What are the practical consequences of DST versus types whose size are known at compile time

This might appear as a noob question - which it is, but I pray, bear with me, I have mostly programmed in languages where I don't need to care that much about memory layouts...

So I have learnt about DST's in Rust, and quoting the reference:

A type with a size that is known only at run-time is called a dynamically sized type (DST ) or, informally, an unsized type

Which I sort of understand.
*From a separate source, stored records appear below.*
impl Dispatcher {
    /// Creates a dispatcher with the default configuration and strategies,
    /// writing fallback display output to stdout.
    #[must_use]
    pub fn new() -> Self {
        Self::from_config(Config::default())
    }

    /// Creates a dispatcher with named options applied over the defaults.
    ///
    /// # Errors
    ///
    /// Fails on the first unknown option name or mistyped value.
    pub fn with_options<N, V>(options: impl IntoIterator<Item = (N, V)>) -> Result<Self, ConfigError>
    where
        N: AsRef<str>,
        V: Into<OptionValue>,
    {
        Ok(Self::from_config(Config::from_options(options)?))
    }

    /// Creates a dispatcher from a prepared configuration.
    #[must_use]
    pub fn from_config(config: Config) -> Self {
        Self {
            config,
            header_builder: Box::new(DefaultHeaderBuilder),
            message_formatter: Box::new(DefaultMessageFormatter),
            trace_formatter: Box::new(DefaultTraceFormatter),
            logger: None,
            display: None,
            forward: None,
            reporting: Box::new(ReportAll),
            trace_source: Box::new(NoTrace),
            frames_to_skip: DEFAULT_FRAMES_TO_SKIP,
            codes: CodeTable::standard(),
            output: Box::new(io::stdout()),
            buffer: Vec::new(),
            closed: false,
        }
    }

    /// Resets configuration, formatters, sinks and buffer to their defaults,
    /// then applies `options`.
    ///
    /// The host capabilities (reporting filter, trace source, frames to
    /// skip, code table and output stream) are kept.
    ///
    /// # Errors
    ///
    /// Fails on the first unknown option name or mistyped value; earlier
    /// options stay applied.
    pub fn init<N, V>(&mut self, options: impl IntoIterator<Item = (N, V)>) -> Result<(), ConfigError>
    where
        N: AsRef<str>,
        V: Into<OptionValue>,
    {
        self.config = Config::default();
        self.header_builder = Box::new(DefaultHeaderBuilder);
        self.message_formatter = Box::new(DefaultMessageFormatter);
        self.trace_formatter = Box::new(DefaultTraceFormatter);
        self.logger = None;
        self.display = None;
        self.forward = None;
        self.buffer.clear();
        self.config.apply(options)
    }

    /// The current configuration.
    #[must_use]
    pub fn config(&self) -> &Config {
        &self.config
    }

    /// Mutable access to the configuration.
    pub fn config_mut(&mut self) -> &mut Config {
        &mut self.config
    }

    /// Reads an option by name.
    ///
    /// # Errors
    ///
    /// Fails if the name is not a known option.
    pub fn option(&self, name: &str) -> Result<OptionValue, ConfigError> {
        Ok(self.config.get(name.parse::<OptionName>()?))
    }

    /// Writes an option by name.
    ///
    /// # Errors
    ///
    /// Fails if the name is not a known option or the value has the wrong
    /// type.
    pub fn set_option(&mut self, name: &str, value: impl Into<OptionValue>) -> Result<(), ConfigError> {
        self.config.set(name.parse::<OptionName>()?, value)
    }

    /// Replaces the header builder.
    pub fn set_header_builder(&mut self, builder: impl HeaderBuilder + 'static) -> &mut Self {
        self.header_builder = Box::new(builder);
        self
    }

    /// Replaces the message formatter.
    pub fn set_message_formatter(&mut self, formatter: impl MessageFormatter + 'static) -> &mut Self {
        self.message_formatter = Box::new(formatter);
        self
    }

    /// Replaces the trace formatter.
    pub fn set_trace_formatter(&mut self, formatter: impl TraceFormatter + 'static) -> &mut Self {
        self.trace_formatter = Box::new(formatter);
        self
    }

    /// Installs the log sink.
    pub fn set_logger(&mut self, logger: impl Sink + 'static) -> &mut Self {
        self.logger = Some(Box::new(logger));
        self
    }

    /// Installs the display sink, replacing the fallback rendering.
    pub fn set_display(&mut self, display: impl DisplaySink + 'static) -> &mut Self {
        self.display = Some(Box::new(display));
        self
    }

    /// Installs the forward sink.
    pub fn set_forward(&mut self, forward: impl Sink + 'static) -> &mut Self {
        self.forward = Some(Box::new(forward));
        self
    }

    /// Removes every installed sink.
    pub fn clear_sinks(&mut self) -> &mut Self {
        self.logger = None;
        self.display = None;
        self.forward = None;
        self
    }

    /// Replaces the host reporting filter consulted by
    /// [`handle_error`](Self::handle_error).
    pub fn set_reporting_filter(&mut self, filter: impl ReportingFilter + 'static) -> &mut Self {
        self.reporting = Box::new(filter);
        self
    }

    /// Replaces the source of call stacks for native errors.
    pub fn set_trace_source(&mut self, source: impl TraceSource + 'static) -> &mut Self {
        self.trace_source = Box::new(source);
        self
    }

    /// Number of innermost frames dropped from captured traces.
    #[must_use]
    pub fn frames_to_skip(&self) -> usize {
        self.frames_to_skip
    }

    /// Sets how many innermost frames are dropped from captured traces.
    ///
    /// Raise it by one for every wrapper layer between the host and
    /// [`handle_error`](Self::handle_error).
    pub fn set_frames_to_skip(&mut self, frames: usize) -> &mut Self {
        self.frames_to_skip = frames;
        self
    }

    /// The table used to label and classify native codes.
    #[must_use]
    pub fn code_table(&self) -> &CodeTable {
        &self.codes
    }

    /// Mutable access to the code table.
    pub fn code_table_mut(&mut self) -> &mut CodeTable {
        &mut self.codes
    }

    /// Replaces the stream that fallback display output and buffer flushes
    /// are written to.
    pub fn set_output(&mut self, output: Box<dyn io::Write>) -> &mut Self {
        self.output = output;
        self
    }

    /// Dispatches an uncaught exception with severity
    /// [`EXCEPTION`](Severity::EXCEPTION).
    ///
    /// # Errors
    ///
    /// Returns the first sink or output failure.
    pub fn handle_exception(&mut self, exception: &dyn Exception) -> Result<(), DispatchError> {
        let message = self.format_exception(exception);
        self.dispatch(&message, Severity::EXCEPTION, Some(exception))
    }

    /// Formats an exception with its trace, as dispatched by
    /// [`handle_exception`](Self::handle_exception).
    #[must_use]
    pub fn format_exception(&self, exception: &dyn Exception) -> String {
        self.message_formatter.format_message(
            &self.build_exception_header(exception),
            exception.message(),
            exception.file(),
            exception.line(),
            &self.trace_formatter.format_trace(exception.trace()),
        )
    }

    /// Dispatches a native error.
    ///
    /// Returns `Ok(false)` without dispatching when the host reporting
    /// filter excludes `code`. Otherwise the current call stack is captured,
    /// the code is classified, and `Ok(true)` is returned once every gated
    /// sink has run.
    ///
    /// # Errors
    ///
    /// Returns the first sink or output failure.
    pub fn handle_error(
        &mut self,
        code: ErrorCode,
        message: &str,
        file: &str,
        line: u32,
    ) -> Result<bool, DispatchError> {
        if !self.reporting.is_reported(code) {
            debug!(code = code.0, "native error excluded by the reporting filter");
            return Ok(false);
        }
        let trace = self.trace_source.capture(self.frames_to_skip);
        let message = self.format_error(code, message, file, line, &trace);
        self.dispatch(&message, self.codes.classify(code), None)?;
        Ok(true)
    }

    /// Formats a native error with the given trace, as dispatched by
    /// [`handle_error`](Self::handle_error).
    #[must_use]
    pub fn format_error(
        &self,
        code: ErrorCode,
        message: &str,
        file: &str,
        line: u32,
        trace: &[StackFrame],
    ) -> String {
        self.message_formatter.format_message(
            &self.build_error_header(code),
            message,
            file,
            line,
            &self.trace_formatter.format_trace(trace),
        )
    }

    /// Routes a host signal to the matching intake.
    ///
    /// Exceptions always report `true`.
    ///
    /// # Errors
    ///
    /// Returns the first sink or output failure.
    pub fn handle(&mut self, signal: Signal<'_>) -> Result<bool, DispatchError> {
        match signal {
            Signal::Exception(exception) => self.handle_exception(exception).map(|()| true),
            Signal::Error {
                code,
                message,
                file,
                line,
            } => self.handle_error(code, message, file, line),
        }
    }

    /// Returns the exception intake as a closure, for host glue that
    /// registers handler functions.
    pub fn exception_handler(
        &mut self,
    ) -> impl FnMut(&dyn Exception) -> Result<(), DispatchError> + '_ {
        move |exception: &dyn Exception| self.handle_exception(exception)
    }

    /// Returns the native error intake as a closure.
    pub fn error_handler(
        &mut self,
    ) -> impl FnMut(ErrorCode, &str, &str, u32) -> Result<bool, DispatchError> + '_ {
        move |code: ErrorCode, message: &str, file: &str, line: u32| {
            self.handle_error(code, message, file, line)
        }
    }

    /// Header for a native code, using the configured builder and code table.
    #[must_use]
    pub fn build_error_header(&self, code: ErrorCode) -> String {
        header::error_header_with(self.header_builder.as_ref(), &self.codes, code)
    }

    /// Header for an exception, using the configured builder.
    #[must_use]
    pub fn build_exception_header(&self, exception: &dyn Exception) -> String {
        self.header_builder.exception_header(exception)
    }

    fn dispatch(
        &mut self,
        message: &str,
        severity: Severity,
        exception: Option<&dyn Exception>,
    ) -> Result<(), DispatchError> {
        self.log(message, Some(severity), exception)?;
        self.display(message, Some(severity), exception)?;
        self.forward(message, Some(severity), exception)
    }

    /// Sends a message to the log sink.
    ///
    /// Fires when `severity` is `None` or admitted by the log mask, and a
    /// logger is installed.
    ///
    /// # Errors
    ///
    /// Returns the logger's failure.
    pub fn log(
        &mut self,
        message: &str,
        severity: Option<Severity>,
        exception: Option<&dyn Exception>,
    ) -> Result<(), DispatchError> {
        emit(
            &mut self.logger,
            SinkKind::Log,
            self.config.log_level(),
            message,
            severity,
            exception,
        )
    }

    /// Sends a message to the display sink.
    ///
    /// Fires when `severity` is `None` or admitted by the display mask.
    /// Without an installed display sink the message is written to the
    /// output stream, HTML-escaped inside `<pre>` when `display_html` is set.
    /// With `display_buffering` set, the rendered output becomes a new buffer
    /// entry instead.
    ///
    /// # Errors
    ///
    /// Returns the display sink's failure, or the output stream's.
    pub fn display(
        &mut self,
        message: &str,
        severity: Option<Severity>,
        exception: Option<&dyn Exception>,
    ) -> Result<(), DispatchError> {
        if !self.config.display_level().admits(severity) {
            debug!(sink = %SinkKind::Display, ?severity, "message gated out");
            return Ok(());
        }
        let as_html = self.config.display_html();
        if self.config.display_buffering() {
            let mut captured = Vec::new();
            render(&mut self.display, as_html, &mut captured, message, exception)?;
            trace!(bytes = captured.len(), "buffered display output");
            self.buffer
                .push(String::from_utf8_lossy(&captured).into_owned());
            return Ok(());
        }
        render(&mut self.display, as_html, &mut *self.output, message, exception)?;
        self.output.flush()?;
        Ok(())
    }

    /// Sends a message to the forward sink.
    ///
    /// Fires when `severity` is `None` or admitted by the forward mask, and a
    /// forward sink is installed.
    ///
    /// # Errors
    ///
    /// Returns the forward sink's failure.
    pub fn forward(
        &mut self,
        message: &str,
        severity: Option<Severity>,
        exception: Option<&dyn Exception>,
    ) -> Result<(), DispatchError> {
        emit(
            &mut self.forward,
            SinkKind::Forward,
            self.config.forward_level(),
            message,
            severity,
            exception,
        )
    }

    /// Buffered display entries, in capture order.
    #[must_use]
    pub fn buffer(&self) -> &[String] {
        &self.buffer
    }

    /// Discards the buffered display entries.
    pub fn clear_buffer(&mut self) {
        self.buffer.clear();
    }

    /// Writes the buffered entries, joined by newlines, to the output stream.
    ///
    /// The buffer is left as is.
    ///
    /// # Errors
    ///
    /// Returns the output stream's failure.
    pub fn flush_buffer(&mut self) -> Result<(), DispatchError> {
        self.output.write_all(self.buffer.join("\n").as_bytes())?;
        self.output.flush()?;
        Ok(())
    }

    /// Ends the dispatcher's lifetime, flushing the buffer once if
    /// `display_buffering` is enabled.
    ///
    /// Dropping the dispatcher performs the same flush, but can only report
    /// a failure through `tracing`.
    ///
    /// # Errors
    ///
    /// Returns the output stream's failure.
    pub fn close(mut self) -> Result<(), DispatchError> {
        self.finish()
    }

    fn finish(&mut self) -> Result<(), DispatchError> {
        if self.closed {
            return Ok(());
        }
        self.closed = true;
        if self.config.display_buffering() {
            debug!(entries = self.buffer.len(), "flushing display buffer");
            self.flush_buffer()?;
        }
        Ok(())
    }
}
My question now is, more like, okay what does this buy or take from me?

What are the practical repercussion of not knowing the size of a type at compile time? How does it affect a running program etc.

Based on what I know, if i were to answer this question, I will say the difference is that with programs only using types whose size can be known at compile time, one can confidently reason about the upper limit of the memory the program will use. For example if a program only contain this:

fn main() {
    fn return_largest_u8(a: u8, b: u8) -> u8 {
        if a > b {
            a
        } else {
            b
        }
    }

    dbg!(return_largest_u8(1,20));
}

One can confidently say that the memory requirements is mostly determined by the two u8 argument type and one u8 return type. This can be deduced without even running it.

But another similar program that uses DST like this

fn main() {

    fn return_largest_str<'a>(a: &'a str, b: &'a str) -> &'a str {
        if a.len() > b.len() {
            a
        } else {
            b
        }
    }

    dbg!(return_largest_str("1","20"));
}

One can't make such deduction, because the actual str behind the &str which will exit at runtime could be of any size. It could even be on the heap or on the stack. All these cannot be deduced until runtime hence the memory usage of such a program cannot be statically reasoned about.

Will the above submission be true? If not where might I have erred?

Also are there other practical consequences of DST versus sized types than this?

1 Like

"Reasoning about memory use" in this way is not really useful. Practically, how much memory your program uses doesn't depend on the references you have to data, but to the data itself. You could rewrite the above program using only statically-sized values and still not know statically how much memory it will consume:

fn main() {
    fn return_largest_string(a: String, b: String) -> String {
        if a.len() > b.len() {
            a
        } else {
            b
        }
    }

    dbg!(return_largest_string("1".into(), "20".into()));
}

Not a single DST in sight. You could argue that "but the String contains a hidden str", but that's not the point… you could as well call into FFI and do malloc(rand()) in a loop, and eventually exhaust memory. You wouldn't use any DSTs in this way, either, yet you could not say at any point exactly how much memory your program uses.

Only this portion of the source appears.